The report recommends a revised set of QOF indicators and payments to reward GPs who target their most at-risk and impoverished patients.
Evaluating attempts since 1997 to reduce health inequalities across England, the report says the DoH was slow to implement effective projects.
Trusts only started to make progress in 2006, leaving Labour's target of cutting inequalities by 10 per cent by 2010 unachievable.
The NAO claims improvement in the treatment of many diseases has 'slowed markedly' because most GPs now achieve close to maximum QOF points.
'GPs can achieve full payment ... without covering the entire practice population and as a result the hardest to reach and most in need groups may not be helped,' says the report.
But GPC deputy chairman Dr Richard Vautrey said: 'People misunderstand the difference between the payment systems of QOF and the work we do with each patient.

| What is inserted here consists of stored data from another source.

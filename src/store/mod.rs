//! Benchmark store: schema of benchmarks and typed fields, one wide table per
//! benchmark holding one row per experiment, secondary indices and bulk
//! import.

use std::path::Path;

use rusqlite::Connection;
use serde::Serialize;
use thiserror::Error;
use tracing::info;

mod benchmarks;
mod experiments;
mod fields;
mod import;
mod indices;
mod names;
mod query;
mod schema;
#[cfg(test)]
mod tests;
mod view;

pub use benchmarks::BenchmarkSummary;
pub use experiments::InsertOutcome;
pub use import::{ImportObserver, ImportOptions, ImportSummary};
pub use names::{canonical_name, column_name, identity_string, view_table_name};
pub use query::{RawResult, Row, RowQuery};
pub use schema::SCHEMA_VERSION;

#[derive(Debug, Error)]
pub enum StoreError {
    #[error("invalid name '{name}': {reason}")]
    InvalidName { name: String, reason: String },
    #[error("{kind} '{name}' not found")]
    NotFound { kind: &'static str, name: String },
    #[error("{kind} '{name}' already exists")]
    Duplicate { kind: &'static str, name: String },
    #[error("schema violation: {0}")]
    SchemaViolation(String),
    #[error("invalid value: {0}")]
    InvalidValue(String),
    #[error("data error near input line {line}: {message}")]
    Data { line: u64, message: String },
    #[error("import canceled; {committed} row(s) from earlier chunks remain committed")]
    Canceled { committed: u64 },
    #[error("store schema version {found} does not match supported version {expected}")]
    VersionMismatch { found: String, expected: String },
    #[error(transparent)]
    Sql(#[from] rusqlite::Error),
    #[error(transparent)]
    Io(#[from] std::io::Error),
}

pub type StoreResult<T> = Result<T, StoreError>;

#[derive(Debug, Clone, PartialEq, Eq, Serialize)]
pub struct Benchmark {
    pub id: i64,
    pub name: String,
    pub description: Option<String>,
}

impl Benchmark {
    pub fn view_table(&self) -> String {
        view_table_name(&self.name)
    }
}

#[derive(Debug, Clone, PartialEq, Eq, Serialize)]
pub struct Field {
    pub id: i64,
    pub bench_id: i64,
    pub name: String,
    pub numeric: bool,
    pub key: bool,
    pub position: i64,
}

impl Field {
    pub fn column(&self) -> String {
        column_name(&self.name)
    }

    fn sql_type(&self) -> &'static str {
        if self.numeric { "REAL" } else { "TEXT" }
    }
}

/// Definition of a field to add. `default` is back-filled into rows that
/// already exist.
#[derive(Debug, Clone, Default)]
pub struct FieldSpec {
    pub name: String,
    pub numeric: bool,
    pub key: bool,
    pub default: Option<String>,
}

#[derive(Debug, Clone, PartialEq, Eq, Serialize)]
pub struct BenchIndex {
    pub name: String,
    pub fields: Vec<String>,
}

/// Handle to one store database. Exactly one mutating operation runs at a
/// time; every mutation is a single transaction.
pub struct Store {
    conn: Connection,
}

impl Store {
    pub fn open(path: &Path) -> StoreResult<Self> {
        let conn = Connection::open(path)?;
        let store = Self::init(conn)?;
        info!(path = %path.display(), "opened benchmark store");
        Ok(store)
    }

    #[cfg(test)]
    pub fn open_in_memory() -> StoreResult<Self> {
        Self::init(Connection::open_in_memory()?)
    }

    fn init(conn: Connection) -> StoreResult<Self> {
        schema::configure_connection(&conn)?;
        schema::ensure_schema(&conn)?;
        Ok(Self { conn })
    }

    pub fn metadata(&self) -> StoreResult<Vec<(String, String)>> {
        schema::load_metadata(&self.conn)
    }
}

'Some people want to see GPs with more of a public health role. We do our best to meet the needs of the patient in front of us, and are mindful of the needs of those in the community, but we are already working hard with constrained resources.'
The report calls for NHS health checks to focus on high-risk patients, not the whole population. Darzi centres have not fully tackled doctor shortages in deprived areas, it adds.
Increasing access to BP and cholesterol-lowering drugs and smoking cessation services are noted as key cost effective ways to boost health in deprived areas.
Life expectancy has risen since 1997, but the gap between rich and poor continues to grow. Those in the poorest areas die on average 10 years earlier than those in the wealthiest.